VfB Stuttgart: Mit Sasa Kalajdzic in den Endspurt?

Österreicher arbeitet an seinem Comeback

Autor: Johannes Ketterl Veröffentlicht: Mittwoch, 18.03.20 | 18:29

Sasa Kalajdzic

Hinterließ im vergangenen Sommer bis zu seiner Verletzung einen vielversprechenden Eindruck: Sasa Kalajdzic. © imago images / Pressefoto Baumann

Zwar befindet sich der VfB Stuttgart anders als Vereine wie Hannover 96, der 1. FC Nürnberg oder Holstein Kiel nicht ganz oder teilweise in Quarantäne, doch an einen regulären Trainingsbetrieb ist aufgrund der Corona-Krise auch bei den Schwaben nicht zu denken. Mindestens bis Sonntag werden die VfB-Profis nicht zum Mannschaftstraining zusammenkommen, sondern ausgestattet mit individuellen Plänen an ihrer Fitness arbeiten.

Die Zwangspause hat für den VfB Stuttgart indes auch einen positiven Aspekt. Denn Kapitän Marc-Oliver Kempf, der zuletzt wegen seines Kieferbruchs außer Gefecht gesetzt war, dürfte einsatzbereit sein, wenn der Spielbetrieb wiederaufgenommen wird.

Und selbst Sasa Kalajdzic darf nun hoffen, in dieser Saison doch noch ins Geschehen eingreifen zu können. Der österreichische Angreifer, der im vergangenen Sommer für 2,5 Millionen Euro vom FC Admira Wacker Mödling losgeeist wurde, erlitt eine Woche vor dem Saisonstart im Juli einen Totalschaden im Knie mit Rissen von Kreuzband, Innenband und Außenband. Zuvor hatte sich der 22-Jährige im Training und in den Testspielen vielversprechend präsentiert.

Kalajdzic wieder auf dem Trainingsplatz

Zuletzt kehrte Kalajdzic zumindest für individuelles Training auf den Rasen zurück. "Das Knie ist stabil, mir geht es sehr gut", erklärte der der 2,00 Meter große Angreifer im "Kicker" (Ausgabe 24/2020 vom 16.03.2020), betonte aber zugleich, "nichts überstürzen" zu wollen. Die Hoffnung, im April ins Mannschaftstraining einsteigen und im Mai wieder eine Alternative darzustellen, ist aber vorhanden.

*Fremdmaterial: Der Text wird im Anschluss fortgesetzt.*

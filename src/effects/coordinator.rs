//! The stage coordinator actor.
//!
//! Owns the current `Stage`, serializes legs behind the transition effect and
//! dispatches each `Finished` to the leg's handler. The leg's side effects run
//! as a Stillwater effect against a `FlowEnv`; the stage commits only after
//! that effect succeeds.

use super::error::CoordinatorError;
use super::handle::{FlowCommand, FlowInbox};
use super::transition::{FinishedSignal, TransitionEffect};
use crate::core::{Guard, Leg, LegKind, Stage, StateHistory};
use crate::handlers::{HandlerSet, KioskState, KioskStateSink, SoundCue, SoundPlayer};
use crate::payment::PaymentFlow;
use crate::reset::ResetCoordinator;
use std::collections::HashMap;
use std::fmt;
use std::sync::Arc;
use stillwater::effect::{BoxedEffect, Effect};
use stillwater::prelude::*;
use tokio::sync::{mpsc, watch};
use tokio::task::JoinHandle;
use tracing::{debug, info, info_span, warn, Instrument};

/// Collaborators a leg may touch.
#[derive(Clone, Default)]
pub struct FlowEnv {
    pub handlers: HandlerSet,
    pub payment: Option<Arc<PaymentFlow>>,
    pub reset: Option<Arc<ResetCoordinator>>,
    pub state_sink: Option<Arc<dyn KioskStateSink>>,
    pub sounds: Option<Arc<dyn SoundPlayer>>,
}

impl FlowEnv {
    /// Feedback given as soon as a leg is requested, before its effect runs.
    pub fn on_requested(&self, kind: LegKind) {
        if kind == LegKind::ReadyToSelect {
            self.set_state(KioskState::Select);
            self.play(SoundCue::StartButton);
        }
    }

    /// Run the side effects of one leg.
    pub fn run_leg(&self, kind: LegKind) -> Result<(), CoordinatorError> {
        if kind == LegKind::PaymentCompletion {
            return self.complete_payment();
        }

        let handler = self
            .handlers
            .for_leg(kind)
            .ok_or(CoordinatorError::MissingCollaborator(kind.name()))?;
        handler.on_transition_finished();
        if kind == LegKind::SessionEnd {
            self.set_state(KioskState::WaitingForPayment);
        }
        Ok(())
    }

    fn set_state(&self, state: KioskState) {
        match &self.state_sink {
            Some(sink) => sink.set_state(state),
            None => debug!(?state, "no kiosk state sink wired"),
        }
    }

    fn play(&self, cue: SoundCue) {
        if let Some(sounds) = &self.sounds {
            sounds.play(cue);
        }
    }

    fn complete_payment(&self) -> Result<(), CoordinatorError> {
        let payment = self
            .payment
            .as_ref()
            .ok_or(CoordinatorError::MissingCollaborator("payment_flow"))?;
        payment.finish_return()?;

        match &self.reset {
            Some(reset) => reset.run_full_reset(),
            None => warn!("reset coordinator is missing, session state kept"),
        }
        Ok(())
    }
}

impl fmt::Debug for FlowEnv {
    fn fmt(&self, f: &mut fmt::Formatter<'_>) -> fmt::Result {
        f.debug_struct("FlowEnv")
            .field("handlers", &self.handlers)
            .field("payment", &self.payment.is_some())
            .field("reset", &self.reset)
            .field("state_sink", &self.state_sink.is_some())
            .field("sounds", &self.sounds.is_some())
            .finish()
    }
}

/// The effect run for a leg when its `Finished` arrives.
pub fn leg_action(kind: LegKind) -> BoxedEffect<LegKind, CoordinatorError, FlowEnv> {
    from_fn(move |env: &FlowEnv| env.run_leg(kind).map(|_| kind)).boxed()
}

/// Single owner of the kiosk `Stage`.
pub struct StageCoordinator {
    stage: Stage,
    in_flight: bool,
    effect: Option<Arc<dyn TransitionEffect>>,
    env: FlowEnv,
    guards: HashMap<Stage, Guard<Stage>>,
    history: StateHistory<Stage>,
    commands: mpsc::UnboundedReceiver<FlowCommand>,
    sender: mpsc::UnboundedSender<FlowCommand>,
    published: watch::Sender<Stage>,
}

impl StageCoordinator {
    /// Build a coordinator starting at the stage the inbox was created with.
    ///
    /// A missing effect is not an error here: every request will be
    /// rejected with `MissingCollaborator` and the flow stays put.
    pub fn new(inbox: FlowInbox, env: FlowEnv, effect: Option<Arc<dyn TransitionEffect>>) -> Self {
        let stage = *inbox.stage.borrow();
        if effect.is_none() {
            warn!("transition effect is missing; the flow will not advance");
        }
        for kind in env.handlers.missing() {
            warn!(leg = kind.name(), "stage handler is missing");
        }
        Self {
            stage,
            in_flight: false,
            effect,
            env,
            guards: HashMap::new(),
            history: StateHistory::default(),
            commands: inbox.commands,
            sender: inbox.sender,
            published: inbox.stage,
        }
    }

    pub fn with_history_limit(mut self, limit: usize) -> Self {
        self.history = StateHistory::with_limit(limit);
        self
    }

    /// Only allow requests for `target` while the guard accepts the current stage.
    pub fn with_entry_guard(mut self, target: Stage, guard: Guard<Stage>) -> Self {
        self.guards.insert(target, guard);
        self
    }

    pub fn stage(&self) -> Stage {
        self.stage
    }

    pub fn is_in_flight(&self) -> bool {
        self.in_flight
    }

    pub fn history(&self) -> &StateHistory<Stage> {
        &self.history
    }

    /// Set the stage to `requested` and start the transition effect.
    pub fn request_transition(&mut self, requested: Stage) -> Result<(), CoordinatorError> {
        if self.in_flight {
            return Err(CoordinatorError::ReentrantRequest {
                current: self.stage,
                requested,
            });
        }
        let Some(effect) = self.effect.clone() else {
            return Err(CoordinatorError::MissingCollaborator("transition_effect"));
        };
        if requested != self.stage {
            if let Some(guard) = self.guards.get(&requested) {
                if !guard.check(&self.stage) {
                    return Err(CoordinatorError::GuardBlocked {
                        from: self.stage,
                        to: requested,
                    });
                }
            }
        }

        debug!(from = %self.stage, to = %requested, "transition requested");
        self.set_stage(requested);
        self.in_flight = true;
        if let Some(leg) = requested.leg() {
            self.env.on_requested(leg.kind);
        }
        effect.start(FinishedSignal::new(self.sender.clone()));
        Ok(())
    }

    /// Run the leg of the current stage.
    pub fn advance(&mut self) -> Result<(), CoordinatorError> {
        self.request_transition(self.stage)
    }

    /// Handle the effect's `Finished` event, returning the committed stage.
    ///
    /// The in-flight flag clears whatever the outcome, so a failed leg can
    /// be requested again.
    pub async fn on_finished(&mut self) -> Result<Stage, CoordinatorError> {
        if !self.in_flight {
            return Err(CoordinatorError::NoTransitionInFlight { stage: self.stage });
        }
        self.in_flight = false;

        let Some(leg) = self.stage.leg() else {
            return Err(CoordinatorError::UnrecognizedStage { stage: self.stage });
        };

        let span = info_span!("leg", kind = leg.kind.name(), from = %leg.from, to = %leg.to);
        self.run_leg(leg).instrument(span).await
    }

    async fn run_leg(&mut self, leg: Leg) -> Result<Stage, CoordinatorError> {
        leg_action(leg.kind).run(&self.env).await?;

        self.set_stage(leg.to);
        let record = self.history.record(leg.from, leg.to);
        info!(sequence = record.sequence, "leg committed");
        Ok(leg.to)
    }

    /// Process commands on a tokio task until `shutdown`.
    pub fn spawn(self) -> JoinHandle<()> {
        tokio::spawn(self.run())
    }

    async fn run(mut self) {
        info!(stage = %self.stage, "coordinator started");
        while let Some(command) = self.commands.recv().await {
            match command {
                FlowCommand::Request { stage, reply } => {
                    let result = match stage {
                        Some(stage) => self.request_transition(stage),
                        None => self.advance(),
                    };
                    if let Err(err) = &result {
                        warn!(error = %err, "transition request rejected");
                    }
                    if let Some(reply) = reply {
                        let _ = reply.send(result);
                    }
                }
                FlowCommand::Finished => {
                    if let Err(err) = self.on_finished().await {
                        warn!(stage = %self.stage, error = %err, "leg did not complete");
                    }
                }
                FlowCommand::History(reply) => {
                    let _ = reply.send(self.history.transitions());
                }
                FlowCommand::Shutdown => break,
            }
        }
        info!(stage = %self.stage, "coordinator stopped");
    }

    fn set_stage(&mut self, stage: Stage) {
        self.stage = stage;
        self.published.send_replace(stage);
    }
}

impl fmt::Debug for StageCoordinator {
    fn fmt(&self, f: &mut fmt::Formatter<'_>) -> fmt::Result {
        f.debug_struct("StageCoordinator")
            .field("stage", &self.stage)
            .field("in_flight", &self.in_flight)
            .field("effect", &self.effect.is_some())
            .field("env", &self.env)
            .field("guards", &self.guards.keys().collect::<Vec<_>>())
            .field("history", &self.history.total_recorded())
            .finish()
    }
}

Kann die Saison nicht schon Anfang April fortgesetzt werden, wovon im Moment tendenziell auszugehen ist, könnte Kalajdzic im Aufstiegsrennen sogar noch zum Trumpf werden. Neben Hamadi Al Ghaddioui, der seine Wadenblessur bis zum Wiederbeginn auch auskuriert haben sollte, und Mario Gomez hätte Trainer Pellegrino Matarazzo dann noch einen dritten, großgewachsenen Mittelstürmer zur Auswahl, was den internen Konkurrenzkampf weiter befeuern würde.